This note is a simulation of the ESL14.7 section, figure 14.42. The first part will take the ProDenICA
law as an example to try to introduce the whole process of ICA, the second part will compare ProDenICA
, FastICA
and KernelICA
This method, try to reproduce figure 14.42.
ICA's simulation process generates data
First we have to have a set of independent (ICA prerequisites) distributed Data \ (s\)(unknown), and then after the Matrix \ (a_0\) mixed to get the actual observations \ (x\), that is,
\[x= Sa_0\]
can also be written
\[s=xa_0^{-1}\]
In the case of cocktail receptions, the voices from different individuals are mixed with microphones to get the signals we actually receive.
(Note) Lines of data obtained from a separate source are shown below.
pub mod forms;
pub mod guests;
pub mod store;
pub mod view;

use std::fmt;

use time::OffsetDateTime;
use uuid::Uuid;

pub const AVATARS: [&str; 12] = ["😀", "😎", "🚀", "🎨", "🎮", "🎵", "⚡", "🔥", "💎", "🌟", "🦄", "🐱"];
pub const COLORS: [&str; 8] = [
    "#8B5CF6",
    "#D946EF",
    "#F97316",
    "#0EA5E9",
    "#10B981",
    "#F59E0B",
    "#EF4444",
    "#EC4899",
];

pub const NICKNAME_MAX: usize = 20;
pub const MESSAGE_MAX: usize = 500;
pub const CUSTOM_STATUS_MAX: usize = 50;

#[derive(Debug, Clone, Copy, PartialEq, Eq, Hash)]
pub struct UserId(Uuid);

impl UserId {
    pub fn new() -> Self {
        Self(Uuid::now_v7())
    }

    /// Last six hex digits, enough to tell people with the same nickname apart.
    pub fn short(&self) -> String {
        let simple = self.0.simple().to_string();
        simple[simple.len() - 6..].to_owned()
    }
}

impl Default for UserId {
    fn default() -> Self {
        Self::new()
    }
}

impl fmt::Display for UserId {
    fn fmt(&self, f: &mut fmt::Formatter) -> fmt::Result {
        write!(f, "{}", self.0)
    }
}

/// Nothing ever moves a user to `Offline`: there is no disconnect handling.
#[derive(Debug, Clone, Copy, PartialEq, Eq)]
pub enum Status {
    Online,
    Offline,
}

#[derive(Debug, Clone, PartialEq, Eq)]
pub struct User {
    pub id: UserId,
    pub nickname: String,
    pub avatar: String,
    pub color: String,
    pub status: Status,
    pub profile_link: String,
    pub custom_status: String,
}

impl User {
    pub fn new(nickname: &str, avatar: &str, color: &str) -> Self {
        User {
            id: UserId::new(),
            nickname: nickname.to_owned(),
            avatar: avatar.to_owned(),
            color: color.to_owned(),
            status: Status::Online,
            profile_link: default_profile_link(nickname),
            custom_status: "Online".to_owned(),
        }
    }
}

/// `@` followed by the nickname lowercased with whitespace dropped.
pub fn default_profile_link(nickname: &str) -> String {
    let handle: String = nickname
        .chars()
        .filter(|c| !c.is_whitespace())
        .flat_map(char::to_lowercase)
        .collect();
    format!("@{handle}")
}

#[derive(Debug, Clone, Copy, PartialEq, Eq)]
pub enum Sender {
    System,
    User(UserId),
}

#[derive(Debug, Clone, PartialEq, Eq)]
pub struct Message {
    pub id: Uuid,
    pub sender: Sender,
    pub text: String,
    pub timestamp: OffsetDateTime,
}

impl Message {
    pub fn new(sender: Sender, text: impl Into<String>) -> Self {
        Message {
            id: Uuid::now_v7(),
            sender,
            text: text.into(),
            timestamp: OffsetDateTime::now_utc(),
        }
    }

    pub fn is_system(&self) -> bool {
        self.sender == Sender::System
    }
}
Suppose there are two separate sets of data, the distribution is n
(corresponding to the number in Figure 14.42), each group of data is \ (n=1024\), the mixed matrix is A0
, with R code describes the process as follows
library(ProDenICA)p = 2dist = "n" N = 1024A0 = mixmat(p)s = scale(cbind(rjordan(dist,N),rjordan(dist,N)))x = s %*% A0
Finally we get the observed values x
.
Albino
In the case of ICA, which is the hybrid matrix \ (\MATHBF a\)in recovery \ (X=S\MATHBF a\ ), it is assumed that \ (x\) has been albino ( \mathrm{cov} (X) =\MATHBF i\), and this process can be achieved using SVD. For centralized \ (x\), according to
\[x=\mathbf{udv}^t= \SQRT{N}\MATHBF U\frac{1}{\sqrt{n}}\mathbf{dv}^t=x^*\frac{1}{\sqrt{n}}\mathbf{dv}^t\]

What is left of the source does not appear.